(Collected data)
···
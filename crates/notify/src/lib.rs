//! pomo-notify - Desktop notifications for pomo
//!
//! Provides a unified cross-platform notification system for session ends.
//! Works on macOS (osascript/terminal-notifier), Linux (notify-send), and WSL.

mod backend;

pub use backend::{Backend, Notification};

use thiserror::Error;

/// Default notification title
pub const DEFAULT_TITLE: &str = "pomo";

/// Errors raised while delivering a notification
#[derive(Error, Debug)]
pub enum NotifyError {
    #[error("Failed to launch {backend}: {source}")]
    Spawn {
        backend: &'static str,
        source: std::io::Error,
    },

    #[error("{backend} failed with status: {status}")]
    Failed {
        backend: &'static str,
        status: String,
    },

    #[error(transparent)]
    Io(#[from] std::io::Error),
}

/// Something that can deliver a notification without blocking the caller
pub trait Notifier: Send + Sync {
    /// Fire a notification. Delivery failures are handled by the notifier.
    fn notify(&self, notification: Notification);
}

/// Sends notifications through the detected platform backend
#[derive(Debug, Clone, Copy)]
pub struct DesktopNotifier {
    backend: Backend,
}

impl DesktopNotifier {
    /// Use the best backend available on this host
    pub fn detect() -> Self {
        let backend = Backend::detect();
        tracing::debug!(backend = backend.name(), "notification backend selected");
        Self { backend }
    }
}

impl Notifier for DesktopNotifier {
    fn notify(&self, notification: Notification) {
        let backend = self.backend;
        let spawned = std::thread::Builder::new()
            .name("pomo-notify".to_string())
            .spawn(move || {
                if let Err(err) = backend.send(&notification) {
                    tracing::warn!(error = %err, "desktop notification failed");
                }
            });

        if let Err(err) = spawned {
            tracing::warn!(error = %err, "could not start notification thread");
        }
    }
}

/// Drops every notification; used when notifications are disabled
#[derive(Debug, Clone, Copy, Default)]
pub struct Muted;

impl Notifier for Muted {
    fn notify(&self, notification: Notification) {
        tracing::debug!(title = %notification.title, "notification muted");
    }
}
···
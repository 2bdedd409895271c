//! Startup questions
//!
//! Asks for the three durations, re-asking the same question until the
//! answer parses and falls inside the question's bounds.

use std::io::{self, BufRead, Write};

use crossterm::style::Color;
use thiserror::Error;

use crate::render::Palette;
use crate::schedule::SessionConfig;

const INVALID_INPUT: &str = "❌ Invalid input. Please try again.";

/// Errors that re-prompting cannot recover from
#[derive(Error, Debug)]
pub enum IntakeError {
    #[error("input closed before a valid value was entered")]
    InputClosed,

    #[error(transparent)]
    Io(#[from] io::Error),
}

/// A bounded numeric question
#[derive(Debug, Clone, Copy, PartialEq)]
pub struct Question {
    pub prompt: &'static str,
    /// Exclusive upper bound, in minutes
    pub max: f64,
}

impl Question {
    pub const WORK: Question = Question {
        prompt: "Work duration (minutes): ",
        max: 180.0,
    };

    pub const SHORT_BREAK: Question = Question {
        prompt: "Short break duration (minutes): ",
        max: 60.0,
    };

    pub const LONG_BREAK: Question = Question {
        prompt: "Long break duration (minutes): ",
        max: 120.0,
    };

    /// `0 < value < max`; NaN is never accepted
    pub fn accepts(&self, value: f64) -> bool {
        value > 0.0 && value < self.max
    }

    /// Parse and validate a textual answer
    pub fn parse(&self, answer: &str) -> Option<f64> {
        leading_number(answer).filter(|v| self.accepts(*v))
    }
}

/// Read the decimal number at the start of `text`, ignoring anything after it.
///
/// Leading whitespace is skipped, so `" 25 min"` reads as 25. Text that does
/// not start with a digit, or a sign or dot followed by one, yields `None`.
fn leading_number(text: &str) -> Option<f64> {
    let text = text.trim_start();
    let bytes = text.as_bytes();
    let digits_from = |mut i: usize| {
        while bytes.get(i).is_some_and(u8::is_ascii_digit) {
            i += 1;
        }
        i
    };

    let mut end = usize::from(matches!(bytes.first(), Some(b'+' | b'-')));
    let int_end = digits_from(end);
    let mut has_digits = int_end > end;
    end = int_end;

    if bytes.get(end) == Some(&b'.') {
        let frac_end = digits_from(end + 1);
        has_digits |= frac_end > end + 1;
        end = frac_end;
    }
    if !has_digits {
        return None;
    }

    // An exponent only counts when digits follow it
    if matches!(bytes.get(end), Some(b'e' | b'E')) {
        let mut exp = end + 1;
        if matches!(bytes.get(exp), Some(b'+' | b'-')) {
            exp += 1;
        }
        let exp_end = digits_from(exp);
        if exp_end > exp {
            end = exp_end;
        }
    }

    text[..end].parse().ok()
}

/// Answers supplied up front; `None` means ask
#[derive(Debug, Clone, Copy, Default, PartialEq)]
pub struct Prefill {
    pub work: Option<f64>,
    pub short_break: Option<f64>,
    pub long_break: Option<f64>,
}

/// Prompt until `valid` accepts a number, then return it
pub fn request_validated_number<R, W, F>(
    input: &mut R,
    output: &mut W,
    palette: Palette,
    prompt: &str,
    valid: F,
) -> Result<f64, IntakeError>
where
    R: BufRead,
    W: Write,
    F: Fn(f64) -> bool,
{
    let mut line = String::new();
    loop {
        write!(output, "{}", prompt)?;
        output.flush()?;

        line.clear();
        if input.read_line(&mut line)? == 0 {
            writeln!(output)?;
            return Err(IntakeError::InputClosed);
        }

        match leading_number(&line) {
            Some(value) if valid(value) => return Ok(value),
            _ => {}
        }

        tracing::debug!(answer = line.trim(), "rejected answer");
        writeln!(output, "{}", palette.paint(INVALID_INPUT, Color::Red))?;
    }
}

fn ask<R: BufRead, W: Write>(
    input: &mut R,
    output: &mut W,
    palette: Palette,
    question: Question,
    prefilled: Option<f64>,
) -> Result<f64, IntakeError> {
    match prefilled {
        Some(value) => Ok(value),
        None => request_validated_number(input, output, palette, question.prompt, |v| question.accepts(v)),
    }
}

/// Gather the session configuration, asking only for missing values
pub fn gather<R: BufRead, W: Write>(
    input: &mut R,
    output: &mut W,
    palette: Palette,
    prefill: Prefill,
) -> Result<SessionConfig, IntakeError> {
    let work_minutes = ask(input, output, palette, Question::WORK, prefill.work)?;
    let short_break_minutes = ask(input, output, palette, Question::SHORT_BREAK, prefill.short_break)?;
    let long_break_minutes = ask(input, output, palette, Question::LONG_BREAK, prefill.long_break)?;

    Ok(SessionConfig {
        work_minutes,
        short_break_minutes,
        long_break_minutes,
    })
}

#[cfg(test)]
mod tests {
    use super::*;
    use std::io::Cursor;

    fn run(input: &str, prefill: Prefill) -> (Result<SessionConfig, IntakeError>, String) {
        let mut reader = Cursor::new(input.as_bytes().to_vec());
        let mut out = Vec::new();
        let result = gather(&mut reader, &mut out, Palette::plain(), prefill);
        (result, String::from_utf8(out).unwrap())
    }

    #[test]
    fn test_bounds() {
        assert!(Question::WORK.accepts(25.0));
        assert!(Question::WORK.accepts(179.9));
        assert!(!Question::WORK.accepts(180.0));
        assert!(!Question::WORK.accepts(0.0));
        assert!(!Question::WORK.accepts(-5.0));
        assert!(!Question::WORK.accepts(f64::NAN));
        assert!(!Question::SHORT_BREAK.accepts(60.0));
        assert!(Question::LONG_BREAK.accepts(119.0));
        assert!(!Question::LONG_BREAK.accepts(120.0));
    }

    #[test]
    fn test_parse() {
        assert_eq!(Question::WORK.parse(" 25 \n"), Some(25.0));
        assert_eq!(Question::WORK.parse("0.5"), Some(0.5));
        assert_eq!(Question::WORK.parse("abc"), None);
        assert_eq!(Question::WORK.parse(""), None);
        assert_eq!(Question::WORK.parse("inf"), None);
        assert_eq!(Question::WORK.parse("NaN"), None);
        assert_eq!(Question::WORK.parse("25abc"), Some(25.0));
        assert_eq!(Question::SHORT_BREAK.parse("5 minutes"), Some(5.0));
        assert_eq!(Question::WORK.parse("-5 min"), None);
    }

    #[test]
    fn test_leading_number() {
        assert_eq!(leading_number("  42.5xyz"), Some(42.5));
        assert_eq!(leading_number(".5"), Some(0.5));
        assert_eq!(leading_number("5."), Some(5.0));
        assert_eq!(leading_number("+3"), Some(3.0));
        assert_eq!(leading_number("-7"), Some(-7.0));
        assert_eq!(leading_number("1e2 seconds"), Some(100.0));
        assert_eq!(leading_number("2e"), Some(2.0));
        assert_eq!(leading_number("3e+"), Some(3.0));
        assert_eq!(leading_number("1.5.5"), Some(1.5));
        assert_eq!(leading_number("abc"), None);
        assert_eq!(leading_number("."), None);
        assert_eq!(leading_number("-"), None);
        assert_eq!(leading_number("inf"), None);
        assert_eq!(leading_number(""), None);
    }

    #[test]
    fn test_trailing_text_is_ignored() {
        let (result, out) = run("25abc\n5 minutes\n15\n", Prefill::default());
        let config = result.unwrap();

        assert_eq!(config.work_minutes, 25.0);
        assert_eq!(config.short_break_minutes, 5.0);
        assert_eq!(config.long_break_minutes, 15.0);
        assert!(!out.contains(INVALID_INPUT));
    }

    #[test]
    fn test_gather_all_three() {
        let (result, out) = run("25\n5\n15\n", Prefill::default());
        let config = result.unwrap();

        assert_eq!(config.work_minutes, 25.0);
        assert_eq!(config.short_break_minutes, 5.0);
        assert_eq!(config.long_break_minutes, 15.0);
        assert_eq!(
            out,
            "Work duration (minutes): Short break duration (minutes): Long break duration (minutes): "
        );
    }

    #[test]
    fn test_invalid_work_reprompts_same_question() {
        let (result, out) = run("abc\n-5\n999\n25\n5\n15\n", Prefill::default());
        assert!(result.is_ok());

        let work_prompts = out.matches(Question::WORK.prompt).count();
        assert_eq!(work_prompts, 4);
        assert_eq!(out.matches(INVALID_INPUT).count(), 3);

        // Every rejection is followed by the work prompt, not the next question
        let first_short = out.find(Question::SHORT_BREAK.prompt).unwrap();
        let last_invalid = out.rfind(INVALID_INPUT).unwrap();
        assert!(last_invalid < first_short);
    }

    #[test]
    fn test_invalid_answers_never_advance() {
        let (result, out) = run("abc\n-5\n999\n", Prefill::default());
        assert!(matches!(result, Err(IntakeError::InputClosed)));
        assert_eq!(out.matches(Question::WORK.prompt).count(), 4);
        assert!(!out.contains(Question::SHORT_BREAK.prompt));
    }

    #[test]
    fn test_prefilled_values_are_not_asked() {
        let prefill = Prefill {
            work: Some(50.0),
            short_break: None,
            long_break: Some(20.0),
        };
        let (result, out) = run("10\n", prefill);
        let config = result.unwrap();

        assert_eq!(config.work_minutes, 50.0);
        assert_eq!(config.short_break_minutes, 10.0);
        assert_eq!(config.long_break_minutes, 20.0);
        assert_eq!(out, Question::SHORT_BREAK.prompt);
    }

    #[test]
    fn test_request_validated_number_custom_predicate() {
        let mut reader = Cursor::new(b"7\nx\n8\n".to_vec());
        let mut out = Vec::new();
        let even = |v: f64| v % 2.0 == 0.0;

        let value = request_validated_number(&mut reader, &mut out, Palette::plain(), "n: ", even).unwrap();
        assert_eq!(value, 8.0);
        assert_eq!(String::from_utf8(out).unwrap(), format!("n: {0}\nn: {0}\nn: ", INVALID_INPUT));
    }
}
···
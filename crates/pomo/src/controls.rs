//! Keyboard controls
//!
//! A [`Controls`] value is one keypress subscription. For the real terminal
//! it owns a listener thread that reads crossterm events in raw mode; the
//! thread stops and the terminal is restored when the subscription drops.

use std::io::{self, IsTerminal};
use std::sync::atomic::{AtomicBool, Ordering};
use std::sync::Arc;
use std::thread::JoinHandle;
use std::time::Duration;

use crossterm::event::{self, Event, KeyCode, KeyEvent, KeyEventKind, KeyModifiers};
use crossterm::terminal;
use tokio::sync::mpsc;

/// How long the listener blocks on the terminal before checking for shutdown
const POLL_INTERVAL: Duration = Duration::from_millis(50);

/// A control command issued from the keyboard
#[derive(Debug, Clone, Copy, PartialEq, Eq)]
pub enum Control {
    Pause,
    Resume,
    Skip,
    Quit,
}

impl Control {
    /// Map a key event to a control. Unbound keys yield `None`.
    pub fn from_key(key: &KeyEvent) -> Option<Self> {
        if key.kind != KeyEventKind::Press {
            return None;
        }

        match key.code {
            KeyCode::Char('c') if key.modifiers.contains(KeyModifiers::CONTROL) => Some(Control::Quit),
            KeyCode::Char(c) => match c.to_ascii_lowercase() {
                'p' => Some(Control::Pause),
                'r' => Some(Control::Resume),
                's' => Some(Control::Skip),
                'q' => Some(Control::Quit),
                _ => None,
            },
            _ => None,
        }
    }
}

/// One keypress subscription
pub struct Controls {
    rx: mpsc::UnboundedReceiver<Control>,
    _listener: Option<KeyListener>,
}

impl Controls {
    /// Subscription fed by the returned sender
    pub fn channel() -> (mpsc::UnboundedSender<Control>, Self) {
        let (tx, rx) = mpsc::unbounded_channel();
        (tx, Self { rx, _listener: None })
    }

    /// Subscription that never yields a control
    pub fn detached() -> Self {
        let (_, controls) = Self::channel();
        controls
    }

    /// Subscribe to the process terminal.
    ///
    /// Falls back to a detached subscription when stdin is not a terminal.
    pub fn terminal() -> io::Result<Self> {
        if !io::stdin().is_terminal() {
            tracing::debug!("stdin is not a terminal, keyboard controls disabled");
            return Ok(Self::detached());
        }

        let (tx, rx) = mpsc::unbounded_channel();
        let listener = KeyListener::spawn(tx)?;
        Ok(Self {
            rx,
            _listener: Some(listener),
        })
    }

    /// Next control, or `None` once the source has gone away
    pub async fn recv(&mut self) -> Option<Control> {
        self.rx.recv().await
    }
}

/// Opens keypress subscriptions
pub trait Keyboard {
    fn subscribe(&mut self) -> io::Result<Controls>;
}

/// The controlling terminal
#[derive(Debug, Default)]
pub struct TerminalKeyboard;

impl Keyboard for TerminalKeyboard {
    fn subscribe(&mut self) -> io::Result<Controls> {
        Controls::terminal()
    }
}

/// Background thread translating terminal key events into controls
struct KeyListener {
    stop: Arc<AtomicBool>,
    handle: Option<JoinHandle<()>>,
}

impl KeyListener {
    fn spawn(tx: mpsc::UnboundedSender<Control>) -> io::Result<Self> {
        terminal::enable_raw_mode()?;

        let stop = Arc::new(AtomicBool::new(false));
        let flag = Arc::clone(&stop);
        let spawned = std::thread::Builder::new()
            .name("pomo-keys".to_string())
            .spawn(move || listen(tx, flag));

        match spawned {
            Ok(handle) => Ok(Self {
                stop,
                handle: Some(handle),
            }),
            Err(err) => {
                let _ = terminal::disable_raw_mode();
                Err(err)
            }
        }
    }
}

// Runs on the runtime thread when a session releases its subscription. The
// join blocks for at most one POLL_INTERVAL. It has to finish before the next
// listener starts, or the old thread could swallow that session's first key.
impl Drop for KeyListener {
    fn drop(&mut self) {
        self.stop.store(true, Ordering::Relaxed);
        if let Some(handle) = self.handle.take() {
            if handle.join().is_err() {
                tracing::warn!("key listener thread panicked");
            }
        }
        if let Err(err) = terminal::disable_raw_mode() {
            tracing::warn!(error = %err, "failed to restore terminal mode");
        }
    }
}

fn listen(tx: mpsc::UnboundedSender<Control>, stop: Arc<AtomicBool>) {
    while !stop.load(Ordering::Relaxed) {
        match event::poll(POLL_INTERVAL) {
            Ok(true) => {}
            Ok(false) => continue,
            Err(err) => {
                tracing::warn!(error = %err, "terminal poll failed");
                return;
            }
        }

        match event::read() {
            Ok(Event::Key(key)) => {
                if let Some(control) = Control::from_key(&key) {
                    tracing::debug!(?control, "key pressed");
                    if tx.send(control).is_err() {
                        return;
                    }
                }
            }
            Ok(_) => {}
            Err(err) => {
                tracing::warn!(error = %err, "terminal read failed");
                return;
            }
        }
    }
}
···
What is expected. Collect the lines of the records that include the string "output".

Written answer.
    output: &mut W,
        write!(output, "{}", prompt)?;
        output.flush()?;
            writeln!(output)?;
        writeln!(output, "{}", palette.paint(INVALID_INPUT, Color::Red))?;
    output: &mut W,
        None => request_validated_number(input, output, palette, question.prompt, |v| question.accepts(v)),
    output: &mut W,
    let work_minutes = ask(input, output, palette, Question::WORK, prefill.work)?;
    let short_break_minutes = ask(input, output, palette, Question::SHORT_BREAK, prefill.short_break)?;
    let long_break_minutes = ask(input, output, palette, Question::LONG_BREAK, prefill.long_break)?;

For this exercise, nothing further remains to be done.